The members of SPORTS are all involved with other musical activities on their campus. “We play in other bands, work at the venue on campus. Carmen has a radio show,” Washburn said. “We all have our own solo things we do too.”

Maxim Elrod ’15, co-editor-in-chief of The Goliard, is excited about what Scot Cottage is doing for music on campus. The members of the house, with the help of Warner Brownfield ’16 and Adrian Rowan ’16, organized the show. “While W.A.C. does a good job of getting high profile musical acts to perform at the UG or Lowry, the student community is also interested in smaller, under the radar events like Pinegrove at Scottage,” Elrod said. “There is something about seeing a band play a house show that is distinctly different in feel than a school-organized event.”

“While certain voices would likely claim that the difference I speak of is the presence of alcohol, I would disagree,” Elrod said. Alcohol was, in fact, not served at the show. “Part of the college experience is about developing a campus culture independent of the administrative auspices, and this show proved that it can be done responsibly.”

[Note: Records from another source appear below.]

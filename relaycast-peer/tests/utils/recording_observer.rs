use relaycast_core::{Role, StreamId};
use relaycast_peer::{StatusEvent, StatusObserver};
use std::sync::{Arc, Mutex};
use std::time::Duration;
use tokio::time::Instant;

/// Keeps every status event with the (possibly paused) time it arrived.
#[derive(Clone, Default)]
pub struct RecordingObserver {
    events: Arc<Mutex<Vec<(Instant, StatusEvent)>>>,
}

impl RecordingObserver {
    pub fn new() -> Self {
        Self::default()
    }

    pub fn events(&self) -> Vec<StatusEvent> {
        self.events
            .lock()
            .unwrap()
            .iter()
            .map(|(_, e)| e.clone())
            .collect()
    }

    pub fn timed_events(&self) -> Vec<(Instant, StatusEvent)> {
        self.events.lock().unwrap().clone()
    }

    pub fn count(&self, pred: impl Fn(&StatusEvent) -> bool) -> usize {
        self.events().iter().filter(|e| pred(e)).count()
    }

    pub async fn wait_for(&self, pred: impl Fn(&StatusEvent) -> bool, timeout_ms: u64) -> bool {
        let deadline = Instant::now() + Duration::from_millis(timeout_ms);
        while Instant::now() < deadline {
            if self.count(&pred) > 0 {
                return true;
            }
            tokio::time::sleep(Duration::from_millis(10)).await;
        }
        false
    }
}

impl StatusObserver for RecordingObserver {
    fn on_status(&self, _stream_id: &StreamId, _role: Role, event: &StatusEvent) {
        self.events
            .lock()
            .unwrap()
            .push((Instant::now(), event.clone()));
    }
}
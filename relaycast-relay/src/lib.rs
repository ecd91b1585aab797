pub mod config;
pub mod routing;
pub mod server;
pub mod signaling;

pub use config::RelayConfig;
pub use routing::{ConnectionId, Delivery, StreamRoutes};
pub use server::{router, run, serve};
pub use signaling::RelayService;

“I can speak for everyone at The Goliard house when I say that our suspicion is that the student community wants and needs more events like this, and too often they have no way to actualize that desire,” Elrod continued. “We plan on fostering that desire and culture that is all but dormant on campus.”

Pinegrove’s music can be listened to and downloaded for free at pinegrove.bandcamp.com and SPORTS’s at therealsports.bandcamp.com. SPORTS band members’ side projects can be heard at cryaboutit.bandcamp.com, countlenny.bandcamp.com, addiepray.bandcamp.com and icecreamsocialbandcamp.bandcamp.com.